千里之外,陆百川震惊回首,瞳孔骤缩成一个黑色的针尖:“大愿超渡…”

何为尔所愿?
释少阳看见,海生明月,万里无波。
同归于尽的昆仑夫妻至死握着两手。
玉树临风的丈夫,靠在妻子的胸口,回光返照:
“师妹,莫哭,是我咎由自取。只愿下辈子不再投生半路入门的钉子,和你一样昆仑出生,昆仑长大。再不会干这样傻事,让你在师门和我之间,这样为难…”
温婉动人的妻子,捂着丈夫心头汩汩的血洞,泪水流了惨白的满面:
“若有真有来生,只愿不再入这仙道,我只做你深宅后院的女眷,妻也好,妾也好,哪怕是个丫头也好。生死富贵皆由你,你做什么…我都陪你到老。”
丈夫的眼中的光芒渐弱:“孟婆汤不要喝啊…投胎以后,要记得我啊。”
妻子灵力枯竭,潮生潮落间已是满头华发:“好,我记得,我死都会记得。”
释少阳木然的,跪到地上。
一点都不好。
他们把彼此记得清楚,可哪个记得了我…
闭上双眼,强忍住把面前男女一剑全部劈了的冲动。释少阳淡淡的说:“真是讨厌啊,心魔。”
“看,这才是你。暴力,浮躁,经不得半点挑拨和诱惑…”穿着昆仑弟子常服的小孩子,唇红齿白的冲着他笑。
“你呀,从来都不是个好人,所有的义薄云天、聪明乖巧,都是装的。”
那是昆仑君子剑五六岁的样子,窝在白允浪的脚边上,看师父笨手笨脚给自己的裤子打补丁。

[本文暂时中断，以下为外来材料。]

use relkit_model::{CensoringStatus, Dataset, SurvivalRecord};
use rusqlite::{OptionalExtension, params};

use crate::db::ProgramDb;
use crate::error::{Result, StoreError};

/// A stored dataset with the number of survival records it owns.
#[derive(Debug, Clone, PartialEq)]
pub struct DatasetSummary {
    pub dataset: Dataset,
    pub records: usize,
}

struct StoredRecord {
    record_id: i64,
    dataset_id: i64,
    left_interval: f64,
    right_interval: f64,
    status: String,
    quantity: i64,
    unit: String,
    tbf: f64,
    assembly_id: i64,
    report_date: i64,
}

impl StoredRecord {
    fn into_record(self) -> Result<SurvivalRecord> {
        let status: CensoringStatus =
            self.status.parse().map_err(|source| StoreError::Model {
                table: "survival_data",
                column: "status",
                source,
            })?;
        Ok(SurvivalRecord {
            record_id: in_range("record_id", self.record_id)?,
            dataset_id: self.dataset_id,
            left_interval: self.left_interval,
            right_interval: self.right_interval,
            status,
            quantity: in_range("quantity", self.quantity)?,
            unit: self.unit,
            time_between_failure: self.tbf,
            assembly_id: self.assembly_id,
            report_date: self.report_date,
        })
    }
}

fn in_range<T: TryFrom<i64>>(column: &'static str, value: i64) -> Result<T> {
    T::try_from(value).map_err(|_| StoreError::OutOfRange {
        table: "survival_data",
        column,
        value: i128::from(value),
    })
}

impl ProgramDb {
    /// Every dataset in id order, with record counts.
    pub fn list_datasets(&self) -> Result<Vec<DatasetSummary>> {
        let mut stmt = self.conn.prepare(
            "SELECT d.dataset_id, d.assembly_id, d.description, d.confidence,
                    COUNT(s.record_id)
             FROM survival_dataset AS d
             LEFT JOIN survival_data AS s ON s.dataset_id = d.dataset_id
             GROUP BY d.dataset_id
             ORDER BY d.dataset_id ASC",
        )?;
        let rows = stmt
            .query_map([], |row| {
                Ok((
                    Dataset {
                        dataset_id: row.get(0)?,
                        assembly_id: row.get(1)?,
                        description: row.get(2)?,
                        confidence: row.get(3)?,
                    },
                    row.get::<_, i64>(4)?,
                ))
            })?
            .collect::<rusqlite::Result<Vec<_>>>()?;
        rows.into_iter()
            .map(|(dataset, count)| {
                Ok(DatasetSummary {
                    dataset,
                    records: in_range("count", count)?,
                })
            })
            .collect()
    }

    pub fn load_dataset(&self, dataset_id: i64) -> Result<Dataset> {
        self.conn
            .query_row(
                "SELECT dataset_id, assembly_id, description, confidence
                 FROM survival_dataset WHERE dataset_id = ?1",
                params![dataset_id],
                |row| {
                    Ok(Dataset {
                        dataset_id: row.get(0)?,
                        assembly_id: row.get(1)?,
                        description: row.get(2)?,
                        confidence: row.get(3)?,
                    })
                },
            )
            .optional()?
            .ok_or(StoreError::DatasetNotFound(dataset_id))
    }

    /// Survival records of one dataset in `record_id` order.
    pub fn load_records(&self, dataset_id: i64) -> Result<Vec<SurvivalRecord>> {
        self.load_dataset(dataset_id)?;
        let mut stmt = self.conn.prepare(
            "SELECT record_id, dataset_id, left_interval, right_interval, status,
                    quantity, unit, tbf, assembly_id, report_date
             FROM survival_data
             WHERE dataset_id = ?1
             ORDER BY record_id ASC",
        )?;
        let stored = stmt
            .query_map(params![dataset_id], |row| {
                Ok(StoredRecord {
                    record_id: row.get(0)?,
                    dataset_id: row.get(1)?,
                    left_interval: row.get(2)?,
                    right_interval: row.get(3)?,
                    status: row.get(4)?,
                    quantity: row.get(5)?,
                    unit: row.get(6)?,
                    tbf: row.get(7)?,
                    assembly_id: row.get(8)?,
                    report_date: row.get(9)?,
                })
            })?
            .collect::<rusqlite::Result<Vec<_>>>()?;
        stored.into_iter().map(StoredRecord::into_record).collect()
    }
}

白允浪手笨得令人发指,补丁打在裤子外面,十根指头戳得全是洞洞。
二师叔邢铭实在看不下去,接手过来,三两下就缝好了。
释小阳眼睛闪亮亮的,就又缠上了邢铭。
心魔幻化出的孩子,牵着邢铭的衣角,妖异的回头:
“看吧,你根本没有原则。谁对你好,你就跟着谁跑了。”
高胜寒总是用看叛徒余孽的眼光看着自己,所以自己跟他从来也不亲近。
释少阳漠然的看着,任手骨捏得嘎嘎作响:“我没有。”
那心魔还在说:
“你根本不是君子剑。你只是啊…缺爱罢了。”
释少阳:“我从没想过,要做什么君子剑。”
我只是,想要师父认可我。
只认可我…
战部的校场上,邢铭手把手的指点云想游剑术。
“你底子厚,天赋也好,不用这么拼死拼活的。昨儿个是不是又没睡?”
“麻将?麻将是你祖宗么!下次缺钱跟我讲…”
书院峰的石凳上,白允浪戳着杨夕的包包头训她。
“你个驴货!又给老子惹事,跟你说多少遍不许把人打到重伤,卸胳膊卸腿的修起来忒贵!”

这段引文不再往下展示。